The Science, ICT, Broadcasting and Communications Committee at the National Assembly on Thursday approved a bill that would require multinational content providers to pay fees for using domestic networks.
Local wireless and internet content players have been complaining of overload on local networks due to surge in viewers to multinational platforms who can reap bigger profits as they do not fall under the same regulations as domestic establishments.
The bill proposed by minority United Future Party lawmaker Yoo Min-bong requires the tech multinationals to share the costs of maintaining network service quality.
The nation’s three ISPs – KT, SK Broadband and LG Uplus – have been in conflict with global content providers over the issue for many years.
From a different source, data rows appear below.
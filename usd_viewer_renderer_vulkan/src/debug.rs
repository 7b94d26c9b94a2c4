/// Vulkan debug messenger - routes validation layer messages to the viewer log
///
/// Only compiled with the `vulkan-validation` feature. Messages are counted
/// per severity and identical messages are grouped with a repeat counter.

use ash::vk;
use rustc_hash::FxHashMap;
use std::ffi::CStr;
use std::sync::atomic::{AtomicU32, Ordering};
use std::sync::Mutex;
use usd_viewer::log::{self, LogSeverity};

const SOURCE: &str = "usd_viewer::vulkan::validation";

static VALIDATION_STATS: ValidationStatsTracker = ValidationStatsTracker::new();

static MESSAGE_COUNTS: Mutex<Option<FxHashMap<String, u32>>> = Mutex::new(None);

/// Validation message counts since the messenger was created.
#[derive(Debug, Clone, Copy, Default, PartialEq, Eq)]
pub struct ValidationStats {
    pub errors: u32,
    pub warnings: u32,
    pub info: u32,
}

impl ValidationStats {
    pub fn total(&self) -> u32 {
        self.errors + self.warnings + self.info
    }
}

struct ValidationStatsTracker {
    errors: AtomicU32,
    warnings: AtomicU32,
    info: AtomicU32,
}

impl ValidationStatsTracker {
    const fn new() -> Self {
        Self {
            errors: AtomicU32::new(0),
            warnings: AtomicU32::new(0),
            info: AtomicU32::new(0),
        }
    }

    fn record(&self, severity: LogSeverity) {
        let counter = match severity {
            LogSeverity::Error => &self.errors,
            LogSeverity::Warn => &self.warnings,
            _ => &self.info,
        };
        counter.fetch_add(1, Ordering::Relaxed);
    }

    fn get(&self) -> ValidationStats {
        ValidationStats {
            errors: self.errors.load(Ordering::Relaxed),
            warnings: self.warnings.load(Ordering::Relaxed),
            info: self.info.load(Ordering::Relaxed),
        }
    }

    fn reset(&self) {
        self.errors.store(0, Ordering::Relaxed);
        self.warnings.store(0, Ordering::Relaxed);
        self.info.store(0, Ordering::Relaxed);
    }
}

pub fn validation_stats() -> ValidationStats {
    VALIDATION_STATS.get()
}

pub(crate) fn reset_validation_stats() {
    VALIDATION_STATS.reset();
    if let Ok(mut counts) = MESSAGE_COUNTS.lock() {
        *counts = Some(FxHashMap::default());
    }
}

/// Log the totals when any validation message was seen.
pub(crate) fn log_validation_summary() {
    let stats = validation_stats();
    if stats.total() == 0 {
        log::log(LogSeverity::Debug, SOURCE, "No validation messages".to_string());
        return;
    }
    let severity = if stats.errors > 0 { LogSeverity::Warn } else { LogSeverity::Info };
    log::log(
        severity,
        SOURCE,
        format!(
            "Validation summary: {} errors, {} warnings, {} info",
            stats.errors, stats.warnings, stats.info
        ),
    );
}

/// Viewer log severity of a validation message.
pub fn message_severity(flags: vk::DebugUtilsMessageSeverityFlagsEXT) -> LogSeverity {
    if flags.contains(vk::DebugUtilsMessageSeverityFlagsEXT::ERROR) {
        LogSeverity::Error
    } else if flags.contains(vk::DebugUtilsMessageSeverityFlagsEXT::WARNING) {
        LogSeverity::Warn
    } else if flags.contains(vk::DebugUtilsMessageSeverityFlagsEXT::INFO) {
        LogSeverity::Debug
    } else {
        LogSeverity::Trace
    }
}

pub fn message_type_name(flags: vk::DebugUtilsMessageTypeFlagsEXT) -> &'static str {
    if flags.contains(vk::DebugUtilsMessageTypeFlagsEXT::VALIDATION) {
        "Validation"
    } else if flags.contains(vk::DebugUtilsMessageTypeFlagsEXT::PERFORMANCE) {
        "Performance"
    } else {
        "General"
    }
}

/// How many times `message` has been seen, this one included.
fn track_message(message: &str) -> u32 {
    let Ok(mut guard) = MESSAGE_COUNTS.lock() else {
        return 1;
    };
    let counts = guard.get_or_insert_with(FxHashMap::default);
    let count = counts.entry(message.to_string()).or_insert(0);
    *count += 1;
    *count
}

unsafe fn c_str_or<'a>(ptr: *const std::os::raw::c_char, fallback: &'a str) -> std::borrow::Cow<'a, str> {
    if ptr.is_null() {
        fallback.into()
    } else {
        CStr::from_ptr(ptr).to_string_lossy()
    }
}

/// Vulkan debug messenger callback.
pub unsafe extern "system" fn vulkan_debug_callback(
    message_severity_flags: vk::DebugUtilsMessageSeverityFlagsEXT,
    message_type: vk::DebugUtilsMessageTypeFlagsEXT,
    p_callback_data: *const vk::DebugUtilsMessengerCallbackDataEXT<'_>,
    _user_data: *mut std::os::raw::c_void,
) -> vk::Bool32 {
    if p_callback_data.is_null() {
        return vk::FALSE;
    }
    let callback_data = &*p_callback_data;
    let message_id_name = c_str_or(callback_data.p_message_id_name, "Unknown");
    let message = c_str_or(callback_data.p_message, "No message");

    let severity = message_severity(message_severity_flags);
    VALIDATION_STATS.record(severity);

    let occurrences = track_message(&message);
    let repeat = if occurrences > 1 {
        format!(" [x{}]", occurrences)
    } else {
        String::new()
    };

    log::log(
        severity,
        SOURCE,
        format!(
            "[{}]{} {}: {}",
            message_type_name(message_type),
            repeat,
            message_id_name,
            message
        ),
    );

    vk::FALSE
}

#[cfg(test)]
#[path = "debug_tests.rs"]
mod tests;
They argue that the global tech giants accounting for 60 percent to 70 percent of the Korean video streaming market have a free ride on their 5G networks that cost them 8 trillion won ($6.6 billion).
According to data in 2017, Korean internet portal giant operator Naver is estimated to have been charged about 70 billion won and the country’s largest messenger app operator Kakao 30 billion won a year for network use.
The Korea Communications Commission (KCC) was supposed to release a result of its arbitration between SK Broadband and Netflix over the usage payment this month, but the proceedings have been suspended after Netflix filed a lawsuit against SK Broadband last month arguing it has no legal obligation to pay network usage and upgrade fees.